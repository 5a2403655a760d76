// src/error.rs

use chrono::NaiveDate;
use thiserror::Error;

/// Failures raised by the storage adapters behind the store traits.
#[derive(Debug, Error)]
pub enum StoreError {
    #[error("sqlite error: {0}")]
    Sqlite(#[from] rusqlite::Error),
    #[error("catalog data could not be parsed: {0}")]
    Catalog(#[from] serde_json::Error),
    #[error("learner {0} already has an active plan")]
    ActivePlanExists(i64),
    #[error("corrupt row in {table}: {detail}")]
    Corrupt { table: &'static str, detail: String },
}

pub type StoreResult<T> = std::result::Result<T, StoreError>;

/// Failures raised by the scheduling engine.
///
/// Every operation either returns a complete result or fails with one of these
/// before any state is written.
#[derive(Debug, Error)]
pub enum SchedulerError {
    #[error("no eligible topics to schedule")]
    NoEligibleTopics,
    #[error("invalid date range: end {end} must be after start {start}")]
    InvalidDateRange { start: NaiveDate, end: NaiveDate },
    #[error("performance score {0} is outside [0, 1]")]
    InvalidPerformanceScore(f64),
    #[error("study budget of {available} minutes cannot hold a {minimum}-minute allocation")]
    InsufficientBudget { available: u32, minimum: u32 },
    #[error("invalid configuration: {0}")]
    InvalidConfig(String),
    #[error(transparent)]
    Store(#[from] StoreError),
}

pub type Result<T> = std::result::Result<T, SchedulerError>;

******

◆ WHAT THE EXERCISE ASKS
Repeat, exactly and in full, the records shown above.

◆ RESPONSE
repository 5a2403655a760d76
// src/error.rs

use chrono::NaiveDate;
use thiserror::Error;

/// Failures raised by the storage adapters behind the store traits.
#[derive(Debug, Error)]
pub enum StoreError {
    #[error("sqlite error: {0}")]
    Sqlite(#[from] rusqlite::Error),
    #[error("catalog data could not be parsed: {0}")]
    Catalog(#[from] serde_json::Error),
    #[error("learner {0} already has an active plan")]
    ActivePlanExists(i64),
    #[error("corrupt row in {table}: {detail}")]
    Corrupt { table: &'static str, detail: String },
}

pub type StoreResult<T> = std::result::Result<T, StoreError>;

/// Failures raised by the scheduling engine.
///
/// Every operation either returns a complete result or fails with one of these
/// before any state is written.
#[derive(Debug, Error)]
pub enum SchedulerError {
    #[error("no eligible topics to schedule")]
    NoEligibleTopics,
    #[error("invalid date range: end {end} must be after start {start}")]
    InvalidDateRange { start: NaiveDate, end: NaiveDate },
    #[error("performance score {0} is outside [0, 1]")]
    InvalidPerformanceScore(f64),
    #[error("study budget of {available} minutes cannot hold a {minimum}-minute allocation")]
    InsufficientBudget { available: u32, minimum: u32 },
    #[error("invalid configuration: {0}")]
    InvalidConfig(String),
    #[error(transparent)]
    Store(#[from] StoreError),
}

pub type Result<T> = std::result::Result<T, SchedulerError>;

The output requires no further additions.